From what I can tell, the message it tries to convey is supposed to be similar to that of Where The Wild Things Are: kids and parents don’t always get along but will always still love each other. However, Where The Wild Things Are is an obviously fantastical tale where the kid escapes into a magical but imaginary land, whereas the kid in Bumble-Ardy throws a large and out-of-control party. To be honest, it’s nice to be told that our parents will always love and forgive us, but I’m not sure we should be telling kids that they will be easily forgiven even if they throw crazy parties and invite complete strangers.
The one saving grace of the book is Sendak’s sense of rhythm, which never trips or falters.
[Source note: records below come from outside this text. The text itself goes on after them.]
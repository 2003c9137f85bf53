//! CLI command implementations.

pub mod conflicts;
pub mod resolve;
pub mod status;
pub mod sync;
pub mod watch;

use crate::client::ReqwestClient;
use crate::config::Settings;
use crate::error::{CliError, CliResult};
use std::sync::Arc;
use std::time::Duration;
use threadsync_engine::{
    EnvCredentials, FileStateStore, HttpRemote, LocalWorkspace, SyncEngine,
};

/// Remote used by every command.
pub type Remote = HttpRemote<ReqwestClient>;

/// Engine used by every command.
pub type Engine = SyncEngine<Remote, FileStateStore, LocalWorkspace>;

/// Output format for reporting commands.
#[derive(Debug, Clone, Copy, PartialEq, Eq)]
pub enum Format {
    /// Human-readable lines.
    Text,
    /// Pretty-printed JSON.
    Json,
}

impl Format {
    /// Parses `text` or `json`.
    pub fn parse(name: &str) -> CliResult<Self> {
        match name {
            "text" => Ok(Format::Text),
            "json" => Ok(Format::Json),
            other => Err(CliError::UnknownFormat(other.to_string())),
        }
    }
}

/// Builds the HTTP remote for `settings`.
pub fn open_remote(settings: &Settings) -> CliResult<Arc<Remote>> {
    let client = ReqwestClient::new(Duration::from_secs(10))?;
    Ok(Arc::new(HttpRemote::from_config(
        &settings.sync,
        client,
        Arc::new(EnvCredentials::new()),
    )))
}

/// Opens the state store and builds an engine over `remote`.
///
/// Fails if another process holds the thread's state.
pub fn open_engine(settings: &Settings, remote: Arc<Remote>) -> CliResult<Engine> {
    let store = FileStateStore::open(&settings.state_dir)?
        .with_ledger_capacity(settings.sync.ledger_capacity);
    store.open_thread(&settings.sync.thread_id)?;
    let workspace = LocalWorkspace::new(&settings.workspace_root);
    Ok(SyncEngine::new(
        settings.sync.clone(),
        remote,
        Arc::new(store),
        Arc::new(workspace),
    )?)
}
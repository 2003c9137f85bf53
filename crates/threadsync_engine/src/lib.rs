//! # threadsync engine
//!
//! File synchronization engine for one thread's local mirror.
//!
//! This crate provides:
//! - Local state store (cursor, file records, operation journal, conflicts,
//!   idempotency ledger) with an on-disk and an in-memory implementation
//! - Transfer engine with resumable downloads, chunked uploads and retry
//! - Conflict detection, parking and resolution
//! - Manifest reconciler (pull, then push local edits)
//! - Change-feed listener that requests passes
//! - HTTP remote over a pluggable [`HttpClient`]
//!
//! ## Architecture
//!
//! A pass runs **pull-then-push**:
//! 1. Page through the manifest from the stored cursor
//! 2. Apply each item in order and persist its cursor
//! 3. Upload local edits and propagate local deletions
//!
//! ## Key Invariants
//!
//! - The stored cursor never passes an item that was not applied
//! - Re-running a completed pass transfers nothing
//! - Chunk, commit and delete calls are idempotent
//! - Conflicts are kept side by side, never merged or dropped
//! - One pass per thread at a time

#![deny(unsafe_code)]
#![warn(missing_docs)]

mod cancel;
mod config;
mod conflict;
mod credentials;
mod engine;
mod error;
mod feed;
mod file_store;
mod http;
mod memory;
mod model;
mod reconciler;
mod store;
mod transfer;
mod transport;
mod workspace;

pub use cancel::CancelToken;
pub use config::{
    FeedConfig, RetryPolicy, SyncConfig, DEFAULT_CHUNK_SIZE, DEFAULT_LEDGER_CAPACITY,
    DEFAULT_MAX_CONCURRENT_TRANSFERS, DEFAULT_PAGE_LIMIT,
};
pub use conflict::{
    classify, conflict_file_name, ConflictResolver, LocalChange, RemoteChange, Verdict,
};
pub use credentials::{
    account_name, normalize_token, AuthTokens, CredentialProvider, EnvCredentials,
    StaticCredentials,
};
pub use engine::{EngineStatus, PassOutcome, SyncEngine, SyncScheduler, SyncState, SyncStats};
pub use error::{SyncError, SyncResult};
pub use feed::{ChangeFeedListener, ListenerState, PassRequester, TriggerReason};
pub use file_store::FileStateStore;
pub use http::{
    error_for_status, ByteStream, HttpClient, HttpFailure, HttpMethod, HttpRemote, HttpRequest,
    HttpResponse, SseFeedStream, StreamingResponse,
};
pub use memory::{CallLog, Fault, FaultTarget, FeedScript, MemoryFeed, MemoryRemote};
pub use model::{
    ConflictRecord, FileRecord, IdempotencyEntry, IdempotentCall, LastError, OperationKind,
    OperationStatus, Resolution, SyncOperation,
};
pub use reconciler::{PassReport, Reconciler};
pub use store::{
    MemoryStateStore, StateStore, ThreadState, ThreadStateBackend, STATE_FORMAT_VERSION,
};
pub use transfer::{TransferEngine, TransferStats};
pub use transport::{
    CommitOutcome, DeleteOutcome, Download, DownloadBody, FeedSource, FeedStream, RemoteStore,
};
pub use workspace::{
    LocalFileState, LocalMetadata, LocalWorkspace, WorkspaceInfo, WorkspaceProvider, TEMP_SUFFIX,
};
Although the rhymes are sometimes far from perfect (for instance, the Ardy/party conundrum), they are close enough to be excused; there are never any awkward or misplaced syllables. This might seem like it should be a given, but after the stacks of picture books I’ve gone through with my four-year-old niece, you’d be surprised how many authors and editors are incapable of spotting uncomfortable phrasing.
My love for Maurice Sendak is never-ending. He’s 83-years-old and an absolute hoot; I don’t think I’ve ever read more entertaining interviews with any author in my life, and I encourage you to look them up. Unfortunately, I’m incapable of extending this same appreciation to Bumble-Ardy. If you’re feeling nostalgic, and want to briefly return to the simpler time of picture books, go straight for the good stuff and reread Where The Wild Things Are. Bumble-Ardy is not worth your time.